[[ Supplied material, beginning ]]
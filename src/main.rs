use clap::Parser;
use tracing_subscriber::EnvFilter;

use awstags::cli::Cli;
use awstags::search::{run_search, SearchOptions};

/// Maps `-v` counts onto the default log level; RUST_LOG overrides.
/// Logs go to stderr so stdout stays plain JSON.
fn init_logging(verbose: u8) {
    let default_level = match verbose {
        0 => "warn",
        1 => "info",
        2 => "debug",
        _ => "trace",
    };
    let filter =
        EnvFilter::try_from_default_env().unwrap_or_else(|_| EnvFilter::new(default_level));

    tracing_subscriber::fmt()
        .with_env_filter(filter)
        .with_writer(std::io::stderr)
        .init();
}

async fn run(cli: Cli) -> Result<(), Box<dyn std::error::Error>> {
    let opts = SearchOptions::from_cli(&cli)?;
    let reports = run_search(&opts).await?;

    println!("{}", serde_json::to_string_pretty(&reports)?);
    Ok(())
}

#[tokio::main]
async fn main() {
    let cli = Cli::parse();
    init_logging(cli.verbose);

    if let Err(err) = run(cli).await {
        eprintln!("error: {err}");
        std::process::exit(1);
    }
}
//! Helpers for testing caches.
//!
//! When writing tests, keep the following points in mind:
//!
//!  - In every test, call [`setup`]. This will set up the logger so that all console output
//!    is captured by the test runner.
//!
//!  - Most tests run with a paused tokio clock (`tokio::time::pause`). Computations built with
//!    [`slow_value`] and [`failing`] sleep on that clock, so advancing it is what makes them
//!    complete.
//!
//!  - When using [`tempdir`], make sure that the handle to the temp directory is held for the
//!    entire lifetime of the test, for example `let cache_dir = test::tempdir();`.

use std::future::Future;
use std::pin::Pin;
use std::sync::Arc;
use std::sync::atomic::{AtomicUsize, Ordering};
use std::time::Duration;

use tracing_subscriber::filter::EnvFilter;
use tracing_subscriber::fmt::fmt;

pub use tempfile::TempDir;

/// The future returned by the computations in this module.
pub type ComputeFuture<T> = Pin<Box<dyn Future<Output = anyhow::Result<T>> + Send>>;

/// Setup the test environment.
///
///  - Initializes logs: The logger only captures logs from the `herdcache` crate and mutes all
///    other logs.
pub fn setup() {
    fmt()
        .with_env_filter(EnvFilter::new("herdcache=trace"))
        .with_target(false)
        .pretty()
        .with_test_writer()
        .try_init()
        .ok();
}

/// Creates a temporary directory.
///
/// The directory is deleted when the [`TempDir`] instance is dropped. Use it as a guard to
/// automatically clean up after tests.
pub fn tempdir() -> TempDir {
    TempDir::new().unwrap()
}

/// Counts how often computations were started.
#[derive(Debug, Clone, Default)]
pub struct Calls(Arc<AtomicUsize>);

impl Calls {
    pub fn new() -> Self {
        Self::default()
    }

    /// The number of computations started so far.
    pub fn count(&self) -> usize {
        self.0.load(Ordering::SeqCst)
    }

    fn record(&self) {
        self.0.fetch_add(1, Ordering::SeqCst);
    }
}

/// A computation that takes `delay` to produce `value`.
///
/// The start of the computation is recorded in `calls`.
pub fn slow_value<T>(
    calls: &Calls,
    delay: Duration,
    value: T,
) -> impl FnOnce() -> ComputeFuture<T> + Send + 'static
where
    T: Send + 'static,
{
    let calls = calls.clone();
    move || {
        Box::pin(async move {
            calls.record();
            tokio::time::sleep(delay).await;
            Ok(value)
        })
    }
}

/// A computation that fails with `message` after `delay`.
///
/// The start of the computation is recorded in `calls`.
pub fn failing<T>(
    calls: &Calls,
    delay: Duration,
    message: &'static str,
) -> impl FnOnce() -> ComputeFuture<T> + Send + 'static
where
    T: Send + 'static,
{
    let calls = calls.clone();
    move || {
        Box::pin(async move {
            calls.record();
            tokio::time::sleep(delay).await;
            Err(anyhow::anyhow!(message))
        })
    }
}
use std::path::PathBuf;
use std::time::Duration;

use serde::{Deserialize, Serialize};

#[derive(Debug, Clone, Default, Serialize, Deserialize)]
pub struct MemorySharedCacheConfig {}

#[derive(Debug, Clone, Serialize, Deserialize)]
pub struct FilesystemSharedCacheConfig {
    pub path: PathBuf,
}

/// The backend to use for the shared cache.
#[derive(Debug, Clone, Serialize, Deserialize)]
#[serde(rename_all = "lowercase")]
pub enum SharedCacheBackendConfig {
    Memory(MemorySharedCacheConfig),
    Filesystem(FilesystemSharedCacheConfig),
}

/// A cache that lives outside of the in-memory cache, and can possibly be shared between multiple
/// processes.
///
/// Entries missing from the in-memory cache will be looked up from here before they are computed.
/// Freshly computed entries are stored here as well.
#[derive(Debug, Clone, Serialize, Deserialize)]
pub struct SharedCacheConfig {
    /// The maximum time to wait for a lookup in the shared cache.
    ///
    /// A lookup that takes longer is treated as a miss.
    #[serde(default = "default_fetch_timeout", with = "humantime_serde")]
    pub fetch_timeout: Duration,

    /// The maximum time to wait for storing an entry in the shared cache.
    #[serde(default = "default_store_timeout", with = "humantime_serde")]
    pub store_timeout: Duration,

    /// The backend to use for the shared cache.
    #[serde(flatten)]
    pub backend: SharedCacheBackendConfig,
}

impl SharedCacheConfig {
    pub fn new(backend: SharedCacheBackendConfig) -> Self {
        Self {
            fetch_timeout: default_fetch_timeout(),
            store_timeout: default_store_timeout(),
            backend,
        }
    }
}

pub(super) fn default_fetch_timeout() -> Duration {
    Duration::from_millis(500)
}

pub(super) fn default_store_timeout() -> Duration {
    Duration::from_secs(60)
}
[[ Supplied material, end ]]
* Exercise:
Write the entries again, exactly as they stand.

* Solution to the exercise:
filename src/main.rs
use clap::Parser;
use tracing_subscriber::EnvFilter;

use awstags::cli::Cli;
use awstags::search::{run_search, SearchOptions};

/// Maps `-v` counts onto the default log level; RUST_LOG overrides.
/// Logs go to stderr so stdout stays plain JSON.
fn init_logging(verbose: u8) {
    let default_level = match verbose {
        0 => "warn",
        1 => "info",
        2 => "debug",
        _ => "trace",
    };
    let filter =
        EnvFilter::try_from_default_env().unwrap_or_else(|_| EnvFilter::new(default_level));

    tracing_subscriber::fmt()
        .with_env_filter(filter)
        .with_writer(std::io::stderr)
        .init();
}

async fn run(cli: Cli) -> Result<(), Box<dyn std::error::Error>> {
    let opts = SearchOptions::from_cli(&cli)?;
    let reports = run_search(&opts).await?;

    println!("{}", serde_json::to_string_pretty(&reports)?);
    Ok(())
}

#[tokio::main]
async fn main() {
    let cli = Cli::parse();
    init_logging(cli.verbose);

    if let Err(err) = run(cli).await {
        eprintln!("error: {err}");
        std::process::exit(1);
    }
}
//! Helpers for testing caches.
//!
//! When writing tests, keep the following points in mind:
//!
//!  - In every test, call [`setup`]. This will set up the logger so that all console output
//!    is captured by the test runner.
//!
//!  - Most tests run with a paused tokio clock (`tokio::time::pause`). Computations built with
//!    [`slow_value`] and [`failing`] sleep on that clock, so advancing it is what makes them
//!    complete.
//!
//!  - When using [`tempdir`], make sure that the handle to the temp directory is held for the
//!    entire lifetime of the test, for example `let cache_dir = test::tempdir();`.

use std::future::Future;
use std::pin::Pin;
use std::sync::Arc;
use std::sync::atomic::{AtomicUsize, Ordering};
use std::time::Duration;

use tracing_subscriber::filter::EnvFilter;
use tracing_subscriber::fmt::fmt;

pub use tempfile::TempDir;

/// The future returned by the computations in this module.
pub type ComputeFuture<T> = Pin<Box<dyn Future<Output = anyhow::Result<T>> + Send>>;

/// Setup the test environment.
///
///  - Initializes logs: The logger only captures logs from the `herdcache` crate and mutes all
///    other logs.
pub fn setup() {
    fmt()
        .with_env_filter(EnvFilter::new("herdcache=trace"))
        .with_target(false)
        .pretty()
        .with_test_writer()
        .try_init()
        .ok();
}

/// Creates a temporary directory.
///
/// The directory is deleted when the [`TempDir`] instance is dropped. Use it as a guard to
/// automatically clean up after tests.
pub fn tempdir() -> TempDir {
    TempDir::new().unwrap()
}

/// Counts how often computations were started.
#[derive(Debug, Clone, Default)]
pub struct Calls(Arc<AtomicUsize>);

impl Calls {
    pub fn new() -> Self {
        Self::default()
    }

    /// The number of computations started so far.
    pub fn count(&self) -> usize {
        self.0.load(Ordering::SeqCst)
    }

    fn record(&self) {
        self.0.fetch_add(1, Ordering::SeqCst);
    }
}

/// A computation that takes `delay` to produce `value`.
///
/// The start of the computation is recorded in `calls`.
pub fn slow_value<T>(
    calls: &Calls,
    delay: Duration,
    value: T,
) -> impl FnOnce() -> ComputeFuture<T> + Send + 'static
where
    T: Send + 'static,
{
    let calls = calls.clone();
    move || {
        Box::pin(async move {
            calls.record();
            tokio::time::sleep(delay).await;
            Ok(value)
        })
    }
}

/// A computation that fails with `message` after `delay`.
///
/// The start of the computation is recorded in `calls`.
pub fn failing<T>(
    calls: &Calls,
    delay: Duration,
    message: &'static str,
) -> impl FnOnce() -> ComputeFuture<T> + Send + 'static
where
    T: Send + 'static,
{
    let calls = calls.clone();
    move || {
        Box::pin(async move {
            calls.record();
            tokio::time::sleep(delay).await;
            Err(anyhow::anyhow!(message))
        })
    }
}
use std::path::PathBuf;
use std::time::Duration;

use serde::{Deserialize, Serialize};

#[derive(Debug, Clone, Default, Serialize, Deserialize)]
pub struct MemorySharedCacheConfig {}

#[derive(Debug, Clone, Serialize, Deserialize)]
pub struct FilesystemSharedCacheConfig {
    pub path: PathBuf,
}

/// The backend to use for the shared cache.
#[derive(Debug, Clone, Serialize, Deserialize)]
#[serde(rename_all = "lowercase")]
pub enum SharedCacheBackendConfig {
    Memory(MemorySharedCacheConfig),
    Filesystem(FilesystemSharedCacheConfig),
}

/// A cache that lives outside of the in-memory cache, and can possibly be shared between multiple
/// processes.
///
/// Entries missing from the in-memory cache will be looked up from here before they are computed.
/// Freshly computed entries are stored here as well.
#[derive(Debug, Clone, Serialize, Deserialize)]
pub struct SharedCacheConfig {
    /// The maximum time to wait for a lookup in the shared cache.
    ///
    /// A lookup that takes longer is treated as a miss.
    #[serde(default = "default_fetch_timeout", with = "humantime_serde")]
    pub fetch_timeout: Duration,

    /// The maximum time to wait for storing an entry in the shared cache.
    #[serde(default = "default_store_timeout", with = "humantime_serde")]
    pub store_timeout: Duration,

    /// The backend to use for the shared cache.
    #[serde(flatten)]
    pub backend: SharedCacheBackendConfig,
}

impl SharedCacheConfig {
    pub fn new(backend: SharedCacheBackendConfig) -> Self {
        Self {
            fetch_timeout: default_fetch_timeout(),
            store_timeout: default_store_timeout(),
            backend,
        }
    }
}

pub(super) fn default_fetch_timeout() -> Duration {
    Duration::from_millis(500)
}

pub(super) fn default_store_timeout() -> Duration {
    Duration::from_secs(60)
}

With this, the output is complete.